╭─ RECORD EXCERPTS

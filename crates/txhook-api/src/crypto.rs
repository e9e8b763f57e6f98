//! Cryptographic utilities for webhook signature validation.
//!
//! Shopify signs each webhook with HMAC-SHA256 over the raw request body,
//! keyed by the app's shared secret, and sends the base64 digest in the
//! `X-Shopify-Hmac-Sha256` header. Verification must run on the body bytes
//! exactly as received: re-serializing the JSON, even to an equivalent
//! document, changes the digest.

use std::fmt;

use base64::{prelude::BASE64_STANDARD, Engine};
use hmac::{Hmac, Mac};
use sha2::Sha256;
use thiserror::Error;

type HmacSha256 = Hmac<Sha256>;

/// Header Shopify uses to carry the body signature.
pub const SHOPIFY_SIGNATURE_HEADER: &str = "x-shopify-hmac-sha256";

/// Signature validation errors.
#[derive(Debug, Clone, Copy, PartialEq, Eq, Error)]
pub enum SignatureError {
    /// Missing or empty signature header.
    #[error("signature header missing")]
    MissingSignature,
    /// Signature does not match the body.
    #[error("signature verification failed")]
    Mismatch,
    /// Secret cannot be used as an HMAC key.
    #[error("invalid secret key")]
    InvalidSecret,
}

/// Generates the base64 HMAC-SHA256 signature of `payload`.
///
/// # Errors
///
/// Returns `SignatureError::InvalidSecret` if the secret is rejected as an
/// HMAC key.
///
/// # Example
///
/// ```
/// use txhook_api::crypto::{generate_signature, verify};
///
/// let body = br#"{"id":"t1"}"#;
/// let signature = generate_signature(body, "shpss_secret").unwrap();
/// assert!(verify(body, Some(&signature), "shpss_secret"));
/// ```
pub fn generate_signature(payload: &[u8], secret: &str) -> Result<String, SignatureError> {
    let mut mac = keyed_mac(secret)?;
    mac.update(payload);
    Ok(BASE64_STANDARD.encode(mac.finalize().into_bytes()))
}

/// Checks a claimed signature against `payload`.
///
/// An absent or empty claim fails with `MissingSignature` before any digest
/// is computed. A claim that is not canonical base64 can never equal an
/// encoded digest and fails with `Mismatch`. The digest comparison itself is
/// constant-time.
///
/// # Errors
///
/// Returns the reason the signature was rejected.
pub fn check_signature(
    payload: &[u8],
    signature: Option<&str>,
    secret: &str,
) -> Result<(), SignatureError> {
    let signature = match signature {
        Some(signature) if !signature.is_empty() => signature,
        _ => return Err(SignatureError::MissingSignature),
    };

    let claimed = BASE64_STANDARD.decode(signature).map_err(|_| SignatureError::Mismatch)?;

    let mut mac = keyed_mac(secret)?;
    mac.update(payload);
    mac.verify_slice(&claimed).map_err(|_| SignatureError::Mismatch)
}

/// Returns whether `signature` is the valid signature of `payload`.
///
/// Missing and mismatched signatures both yield `false`; use
/// [`check_signature`] to tell them apart.
pub fn verify(payload: &[u8], signature: Option<&str>, secret: &str) -> bool {
    check_signature(payload, signature, secret).is_ok()
}

fn keyed_mac(secret: &str) -> Result<HmacSha256, SignatureError> {
    HmacSha256::new_from_slice(secret.as_bytes()).map_err(|_| SignatureError::InvalidSecret)
}

/// Failure modes of a `WebhookVerifier`.
#[derive(Debug, Clone, Copy, PartialEq, Eq, Error)]
pub enum VerifyError {
    /// No shared secret is configured. This is a server fault, not a
    /// rejection of the sender.
    #[error("webhook secret is not configured")]
    MissingSecret,
    /// The sender's signature was rejected.
    #[error(transparent)]
    Signature(#[from] SignatureError),
}

/// Authenticity check applied to every inbound webhook body.
pub trait WebhookVerifier: Send + Sync + 'static {
    /// Verifies `payload` against the claimed `signature`.
    ///
    /// # Errors
    ///
    /// Returns `VerifyError::MissingSecret` when the verifier cannot run at
    /// all, and `VerifyError::Signature` when the signature is rejected.
    fn verify(&self, payload: &[u8], signature: Option<&str>) -> Result<(), VerifyError>;
}

/// HMAC-SHA256 verifier holding the shared secret.
///
/// The secret is optional so the service can start without it; every
/// verification then fails with `MissingSecret` before hashing anything.
#[derive(Clone)]
pub struct HmacVerifier {
    secret: Option<String>,
}

impl HmacVerifier {
    /// Creates a verifier for the given secret. An empty secret counts as
    /// not configured.
    pub fn new(secret: impl Into<String>) -> Self {
        Self::from_optional(Some(secret.into()))
    }

    /// Creates a verifier from an optional secret.
    pub fn from_optional(secret: Option<String>) -> Self {
        Self { secret: secret.filter(|secret| !secret.is_empty()) }
    }

    /// Creates a verifier with no secret.
    pub fn unconfigured() -> Self {
        Self { secret: None }
    }

    /// Returns whether a secret is configured.
    pub fn is_configured(&self) -> bool {
        self.secret.is_some()
    }
}

impl fmt::Debug for HmacVerifier {
    fn fmt(&self, f: &mut fmt::Formatter<'_>) -> fmt::Result {
        f.debug_struct("HmacVerifier")
            .field("secret", &self.secret.as_ref().map(|_| "[redacted]"))
            .finish()
    }
}

impl WebhookVerifier for HmacVerifier {
    fn verify(&self, payload: &[u8], signature: Option<&str>) -> Result<(), VerifyError> {
        let Some(secret) = self.secret.as_deref() else {
            return Err(VerifyError::MissingSecret);
        };

        check_signature(payload, signature, secret).map_err(VerifyError::from)
    }
}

╰─

Among the entries, copy every line containing the word "String".

pub fn generate_signature(payload: &[u8], secret: &str) -> Result<String, SignatureError> {
    secret: Option<String>,
    pub fn new(secret: impl Into<String>) -> Self {
    pub fn from_optional(secret: Option<String>) -> Self {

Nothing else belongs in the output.